Khandekar: The Quint’s turnover for last year was Rs 22 crores. If we add BloombergQuint, The News Minute and the others it would be more. In the future do you think more of your revenue will come from pay or from advertising?
Bahl: I think it depends on the product. In BloombergQuint we've already seen that though we get a lot of advertising revenues, subscription revenues have become a significant part of our overall revenue pie. That's a business news website people are willing to pay for some of the proprietary content. We've also experimented with the hard paywall model. In America, Bloomberg never went for that, but in India we made some stories available only behind the paywall. And that's the biggest conversion point. On The Quint, we haven't gone behind the paywall yet, because we believe that is a more general, younger audience product. And therefore The Quint gets almost its entire revenue from advertising.
Khandekar: Do you think that digital publishers, including yourself, are discounting older people? They have been brought up in an environment in which they paid for news far more than the younger people. But it seems that the orientation is towards the younger people to pay. Wouldn't it be more viable if you target older people?
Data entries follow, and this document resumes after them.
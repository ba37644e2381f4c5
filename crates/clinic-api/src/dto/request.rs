//! Request DTOs with validation.
//!
//! Bodies are checked field by field here; business rules (password
//! strength, booking limits, workflow stage) stay in the services.

use chrono::{NaiveDate, NaiveTime};
use serde::{Deserialize, Serialize};
use serde_json::Value;
use uuid::Uuid;
use validator::Validate;

use clinic_core::types::pagination::PageRequest;
use clinic_entity::appointment::{AppointmentPriority, AppointmentStatus, AppointmentType};
use clinic_entity::user::{UserRole, UserStatus};
use clinic_service::appointment::{AppointmentListQuery, CreateAppointmentRequest};
use clinic_service::medical_record::CreateMedicalRecordRequest;
use clinic_service::user::{CreateStaffRequest, RegisterRequest};

/// Self-registration body.
#[derive(Debug, Clone, Serialize, Deserialize, Validate)]
pub struct RegisterBody {
    #[validate(email(message = "Enter a valid email address"))]
    pub email: String,
    #[validate(length(min = 1, message = "Password is required"))]
    pub password: String,
    #[validate(length(min = 2, max = 200, message = "Full name must be 2-200 characters"))]
    pub full_name: String,
    #[validate(length(max = 50))]
    pub institution_number: Option<String>,
    #[validate(length(max = 30))]
    pub phone: Option<String>,
    #[validate(length(max = 200))]
    pub department: Option<String>,
    pub role: UserRole,
}

impl From<RegisterBody> for RegisterRequest {
    fn from(body: RegisterBody) -> Self {
        Self {
            email: body.email,
            password: body.password,
            full_name: body.full_name,
            institution_number: body.institution_number,
            phone: body.phone,
            department: body.department,
            role: body.role,
        }
    }
}

/// Login request body.
#[derive(Debug, Clone, Serialize, Deserialize, Validate)]
pub struct LoginBody {
    #[validate(email(message = "Enter a valid email address"))]
    pub email: String,
    #[validate(length(min = 1, message = "Password is required"))]
    pub password: String,
}

/// Token refresh request body.
#[derive(Debug, Clone, Serialize, Deserialize, Validate)]
pub struct RefreshBody {
    #[validate(length(min = 1, message = "Refresh token is required"))]
    pub refresh_token: String,
}

/// Optional logout body.
#[derive(Debug, Clone, Default, Serialize, Deserialize)]
pub struct LogoutBody {
    /// Also revoke this refresh token.
    pub refresh_token: Option<String>,
}

/// Booking body.
#[derive(Debug, Clone, Serialize, Deserialize, Validate)]
pub struct CreateAppointmentBody {
    pub appointment_date: NaiveDate,
    pub appointment_time: NaiveTime,
    pub priority: Option<AppointmentPriority>,
    pub appointment_type: Option<AppointmentType>,
    #[validate(length(min = 3, max = 2000, message = "Reason must be 3-2000 characters"))]
    pub reason: String,
}

impl From<CreateAppointmentBody> for CreateAppointmentRequest {
    fn from(body: CreateAppointmentBody) -> Self {
        Self {
            appointment_date: body.appointment_date,
            appointment_time: body.appointment_time,
            priority: body.priority,
            appointment_type: body.appointment_type,
            reason: body.reason,
        }
    }
}

/// Appointment list filters plus paging, all from the query string.
#[derive(Debug, Clone, Default, Serialize, Deserialize)]
pub struct AppointmentListParams {
    pub status: Option<AppointmentStatus>,
    pub date_from: Option<NaiveDate>,
    pub date_to: Option<NaiveDate>,
    pub patient_id: Option<Uuid>,
    pub doctor_id: Option<Uuid>,
    pub page: Option<u64>,
    pub per_page: Option<u64>,
}

impl AppointmentListParams {
    /// Split into service filters and a page request.
    pub fn into_parts(self) -> (AppointmentListQuery, PageRequest) {
        let page = page_request(self.page, self.per_page);
        let query = AppointmentListQuery {
            status: self.status,
            date_from: self.date_from,
            date_to: self.date_to,
            patient_id: self.patient_id,
            doctor_id: self.doctor_id,
        };
        (query, page)
    }
}

/// `?from=&to=` for the transition check.
#[derive(Debug, Clone, Serialize, Deserialize)]
pub struct TransitionCheckParams {
    pub from: String,
    pub to: String,
}

/// Notification list query.
#[derive(Debug, Clone, Default, Serialize, Deserialize)]
pub struct NotificationListParams {
    #[serde(default)]
    pub unread_only: bool,
    pub page: Option<u64>,
    pub per_page: Option<u64>,
}

impl NotificationListParams {
    pub fn page_request(&self) -> PageRequest {
        page_request(self.page, self.per_page)
    }
}

/// `?academic_year=2025-2026`
#[derive(Debug, Clone, Default, Serialize, Deserialize)]
pub struct HolidayListParams {
    pub academic_year: Option<String>,
}

/// `?date=2025-10-29`
#[derive(Debug, Clone, Serialize, Deserialize)]
pub struct HolidayCheckParams {
    pub date: NaiveDate,
}

/// Medical record body.
#[derive(Debug, Clone, Serialize, Deserialize, Validate)]
pub struct MedicalRecordBody {
    #[validate(length(min = 1, max = 5000, message = "Diagnosis is required"))]
    pub diagnosis: String,
    #[validate(length(max = 5000))]
    pub treatment: Option<String>,
    #[validate(length(max = 5000))]
    pub prescription: Option<String>,
    #[validate(length(max = 5000))]
    pub notes: Option<String>,
}

impl From<MedicalRecordBody> for CreateMedicalRecordRequest {
    fn from(body: MedicalRecordBody) -> Self {
        Self {
            diagnosis: body.diagnosis,
            treatment: body.treatment,
            prescription: body.prescription,
            notes: body.notes,
        }
    }
}

/// Admin account creation body.
#[derive(Debug, Clone, Serialize, Deserialize, Validate)]
pub struct CreateUserBody {
    #[validate(email(message = "Enter a valid email address"))]
    pub email: String,
    #[validate(length(min = 1, message = "Password is required"))]
    pub password: String,
    #[validate(length(min = 2, max = 200, message = "Full name must be 2-200 characters"))]
    pub full_name: String,
    #[validate(length(max = 50))]
    pub institution_number: Option<String>,
    #[validate(length(max = 30))]
    pub phone: Option<String>,
    #[validate(length(max = 200))]
    pub department: Option<String>,
    pub role: UserRole,
}

impl From<CreateUserBody> for CreateStaffRequest {
    fn from(body: CreateUserBody) -> Self {
        Self {
            email: body.email,
            password: body.password,
            full_name: body.full_name,
            institution_number: body.institution_number,
            phone: body.phone,
            department: body.department,
            role: body.role,
        }
    }
}

/// Admin user list query.
#[derive(Debug, Clone, Default, Serialize, Deserialize)]
pub struct UserListParams {
    pub role: Option<UserRole>,
    pub page: Option<u64>,
    pub per_page: Option<u64>,
}

impl UserListParams {
    pub fn page_request(&self) -> PageRequest {
        page_request(self.page, self.per_page)
    }
}

/// Activate or deactivate an account.
#[derive(Debug, Clone, Serialize, Deserialize)]
pub struct UserStatusBody {
    pub status: UserStatus,
}

/// New value for a setting.
#[derive(Debug, Clone, Serialize, Deserialize)]
pub struct SettingBody {
    pub value: Value,
}

/// Optional year for a manual calendar sync.
#[derive(Debug, Clone, Default, Serialize, Deserialize, Validate)]
pub struct CalendarSyncBody {
    #[validate(range(min = 2000, max = 2100, message = "Year must be between 2000 and 2100"))]
    pub year: Option<i32>,
}

fn page_request(page: Option<u64>, per_page: Option<u64>) -> PageRequest {
    let defaults = PageRequest::default();
    PageRequest::new(
        page.unwrap_or(defaults.page),
        per_page.unwrap_or(defaults.page_size),
    )
}

#[cfg(test)]
mod tests {
    use super::*;

    #[test]
    fn test_list_params_split() {
        let params = AppointmentListParams {
            status: Some(AppointmentStatus::Pending),
            per_page: Some(500),
            ..Default::default()
        };
        let (query, page) = params.into_parts();
        assert_eq!(query.status, Some(AppointmentStatus::Pending));
        assert_eq!(page.page, 1);
        assert_eq!(page.page_size, 100);
    }

    #[test]
    fn test_calendar_year_range() {
        assert!(CalendarSyncBody { year: Some(2025) }.validate().is_ok());
        assert!(CalendarSyncBody { year: None }.validate().is_ok());
        assert!(CalendarSyncBody { year: Some(1925) }.validate().is_err());
    }

    #[test]
    fn test_register_body_reports_each_field() {
        let body = RegisterBody {
            email: "not-an-email".into(),
            password: String::new(),
            full_name: "A".into(),
            institution_number: None,
            phone: None,
            department: None,
            role: UserRole::Student,
        };
        let errors = body.validate().unwrap_err();
        let fields = errors.field_errors();
        assert!(fields.contains_key("email"));
        assert!(fields.contains_key("password"));
        assert!(fields.contains_key("full_name"));
    }
}
//! # clinic-api
//!
//! HTTP API layer for the campus clinic built on Axum.
//!
//! Provides the REST endpoints, the WebSocket upgrade, middleware (RBAC,
//! CORS, request logging), extractors, DTOs, and server wiring.

pub mod app;
pub mod dto;
pub mod extractors;
pub mod handlers;
pub mod middleware;
pub mod router;
pub mod state;

pub use app::{build_app, run_server};
pub use state::AppState;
Bahl: When we started most of our audiences were young. Then we started getting a pretty sticky audience in the 55+ age group because by then they had gotten onto Instagram and WhatsApp with their grandkids. Then there was massive digital stickiness in the 40-55 age group, who were not big digital consumers, but then they had so many other pulls and pressures on that time, that they were very diversified.
Khandekar: For every million unique visitors to a site such as yours, how many people would have a propensity to pay?
Bahl: As we stand today, it's very low. I wouldn't put it at more than one to two per cent.
Khandekar: Do you see that rising?
Bahl: The number of people logging in and registering on the site with an intent to become a subscriber is going up rapidly. The conversion is still slower, but it's catching up. But I still think that you should not pitch yourself for more than two or three per cent. I think that's the max. Which is why advertising revenue will be an important component of digital revenues.
Khandekar: You are going towards deeper reporting and video reporting. How well does video work compared to text from the search point of view? Does the market value such deep and hard hitting content?
Bahl: Video may not work as well as text articles do on the website. But video is very powerful in the distributed platform universe. And those are now monetizable properties. So video is a very powerful component. You will miss the woods for the trees if you think of video only as that consumed on the website. That's only a tiny percentage of video consumption on distributed platforms.
Khandekar: How does being listed on the stock exchange work in what you intend to do.
Bahl: We are growing at roughly 70-75 per cent. So I expect that this year we should be closer to Rs 35-40 crores in the top line. And this is only The Quint. Our board is looking at the option of consolidating all businesses into the listed entity.
The event, powered by Akamai Technologies, with AndBeyond.Media and Zee Digital acting as the associate sponsors, was held between September 27 to September 29.